Preventing algal blooms would be a more ideal solution to water-quality concerns and treatment costs. Results from Hall’s research may offer suggestions for how to predict and prevent blooms.
If Hall finds predictable patterns between weather, stratification, and blooms, then increasing river flow during predicted bloom conditions might prevent excessive algae growth. This could be achieved by temporarily opening the locks or releasing water from the start of the river at Jordan Lake, which is also managed by the U.S. Army Corps of Engineers (USACE).
More research will be needed to determine if those are effective solutions. With multiple stakeholders involved and many people relying on the river, any changes to release patterns would be a monumental, prolonged task.
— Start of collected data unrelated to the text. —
use std::future::Future;
use std::io::ErrorKind;
use std::net::SocketAddr;
use std::sync::Arc;
use std::time::Duration;

use tokio::net::{TcpListener, TcpStream};
use tracing::{debug, error, info, info_span, warn, Instrument};

use crate::config::Config;
use crate::http::connection::Connection;
use crate::server::admission::{Admission, AdmissionClosed, AdmissionPermit};
use crate::static_files::Resolver;

/// Consecutive accept failures after which the listener is considered dead.
pub const MAX_CONSECUTIVE_ACCEPT_FAILURES: u32 = 32;

const ACCEPT_BACKOFF: Duration = Duration::from_millis(10);
const MAX_ACCEPT_BACKOFF: Duration = Duration::from_secs(1);
const EXHAUSTED_BACKOFF: Duration = Duration::from_millis(100);

// Same values on Linux and the BSDs.
const ENFILE: i32 = 23;
const EMFILE: i32 = 24;

/// What a failed `accept` says about the listening socket.
#[derive(Debug, Clone, Copy, PartialEq, Eq)]
pub enum AcceptFailure {
    /// The pending connection failed before it was handed over; the
    /// listener is fine.
    Connection,
    /// Out of descriptors or memory; clears once connections close.
    Exhausted,
    /// Anything else points at the listening socket itself.
    Listener,
}

impl AcceptFailure {
    pub fn classify(e: &std::io::Error) -> Self {
        if matches!(e.raw_os_error(), Some(ENFILE | EMFILE)) {
            return AcceptFailure::Exhausted;
        }

        match e.kind() {
            ErrorKind::ConnectionAborted
            | ErrorKind::ConnectionReset
            | ErrorKind::ConnectionRefused
            | ErrorKind::Interrupted
            | ErrorKind::WouldBlock
            | ErrorKind::TimedOut => AcceptFailure::Connection,
            ErrorKind::OutOfMemory => AcceptFailure::Exhausted,
            _ => AcceptFailure::Listener,
        }
    }
}

#[derive(Debug, thiserror::Error)]
pub enum ListenerError {
    #[error("failed to bind {addr}: {source}")]
    Bind {
        addr: String,
        source: std::io::Error,
    },
    #[error("listener unusable after {failures} consecutive accept failures: {source}")]
    Accept {
        failures: u32,
        source: std::io::Error,
    },
    #[error(transparent)]
    Closed(#[from] AdmissionClosed),
}

pub struct Server {
    listener: TcpListener,
    admission: Admission,
    resolver: Arc<Resolver>,
    read_timeout: Duration,
    shutdown_grace: Duration,
}

impl Server {
    pub async fn bind(cfg: &Config) -> Result<Self, ListenerError> {
        let addr = &cfg.server.listen_addr;
        let listener = TcpListener::bind(addr)
            .await
            .map_err(|source| ListenerError::Bind {
                addr: addr.clone(),
                source,
            })?;

        let resolver = Resolver::new(&cfg.static_files);

        info!(
            address = %listener.local_addr().map(|a| a.to_string()).unwrap_or_else(|_| addr.clone()),
            max_connections = cfg.server.max_connections,
            root = %resolver.root().display(),
            "Listening"
        );

        Ok(Self {
            listener,
            admission: Admission::new(cfg.server.max_connections),
            resolver: Arc::new(resolver),
            read_timeout: cfg.server.read_timeout(),
            shutdown_grace: cfg.server.shutdown_grace(),
        })
    }

    pub fn local_addr(&self) -> std::io::Result<SocketAddr> {
        self.listener.local_addr()
    }

    /// Shares the admission state, mainly to observe how many connections
    /// are in flight.
    pub fn admission(&self) -> Admission {
        self.admission.clone()
    }

    /// Serves forever; returns only if the listener becomes unusable.
    pub async fn run(self) -> Result<(), ListenerError> {
        self.run_until(std::future::pending()).await
    }

    /// Serves until `shutdown` resolves, the listener becomes unusable or the
    /// admission state is closed. Then closes admission and waits up to the
    /// shutdown grace period for in-flight connections.
    pub async fn run_until<F>(self, shutdown: F) -> Result<(), ListenerError>
    where
        F: Future<Output = ()>,
    {
        tokio::pin!(shutdown);
        let mut failures = 0u32;

        let result = loop {
            // Slot first, then accept: over capacity, clients queue in the
            // backlog instead of being accepted and left unserved.
            let permit = tokio::select! {
                _ = &mut shutdown => break Ok(()),
                permit = self.admission.acquire() => match permit {
                    Ok(permit) => permit,
                    Err(e) => break Err(e.into()),
                },
            };

            let accepted = tokio::select! {
                _ = &mut shutdown => break Ok(()),
                accepted = self.listener.accept() => accepted,
            };

            match accepted {
                Ok((stream, peer)) => {
                    failures = 0;
                    self.dispatch(stream, peer, permit);
                }
                Err(e) => {
                    drop(permit);

                    match AcceptFailure::classify(&e) {
                        AcceptFailure::Connection => {
                            debug!(error = %e, "Connection failed before accept completed");
                        }
                        AcceptFailure::Exhausted => {
                            warn!(error = %e, "Out of resources accepting connection, backing off");
                            tokio::time::sleep(EXHAUSTED_BACKOFF).await;
                        }
                        AcceptFailure::Listener => {
                            failures += 1;
                            warn!(error = %e, failures, "Failed to accept connection");

                            if failures >= MAX_CONSECUTIVE_ACCEPT_FAILURES {
                                error!(error = %e, "Listener unusable, shutting down");
                                break Err(ListenerError::Accept { failures, source: e });
                            }

                            tokio::time::sleep((ACCEPT_BACKOFF * failures).min(MAX_ACCEPT_BACKOFF))
                                .await;
                        }
                    }
                }
            }
        };

        info!("No longer accepting connections");
        self.admission.close();
        self.drain().await;
        result
    }

    /// Hands an accepted connection to its own task. The permit moves into
    /// the task and is dropped when the task ends, however it ends.
    fn dispatch(&self, stream: TcpStream, peer: SocketAddr, mut permit: AdmissionPermit) {
        permit.admit();
        let span = info_span!("conn", id = %permit.id(), peer = %peer);
        let conn = Connection::new(stream, Arc::clone(&self.resolver), self.read_timeout);

        info!(
            parent: &span,
            in_flight = self.admission.in_flight(),
            "Accepted connection"
        );

        tokio::spawn(
            async move {
                let _permit = permit;
                match conn.run().await {
                    Ok(()) => info!("Connection closed"),
                    Err(e) => warn!(error = %e, "Connection closed with error"),
                }
            }
            .instrument(span),
        );
    }

    async fn drain(&self) {
        let in_flight = self.admission.in_flight();
        if in_flight == 0 {
            return;
        }

        info!(in_flight, "Waiting for in-flight connections");
        if !self.admission.wait_idle(self.shutdown_grace).await {
            warn!(
                in_flight = self.admission.in_flight(),
                "Shutdown grace period elapsed with connections still open"
            );
        }
    }
}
The USACE releases water from Jordan Lake for water-quality purposes to send oxygenated water downstream, Dana Matics explains. As the Piedmont assistant operations project manager with the USACE, Matics points out that if release procedures changed, it could still take days or even a week for the water to reach an algal bloom — which may not have an impact at that point.
“Nathan’s research is an important piece of the puzzle,” Ham says. Predicting blooms based on relatively convenient measurements could be a large step forward in the state’s effort to manage algal blooms and water quality in this essential water source.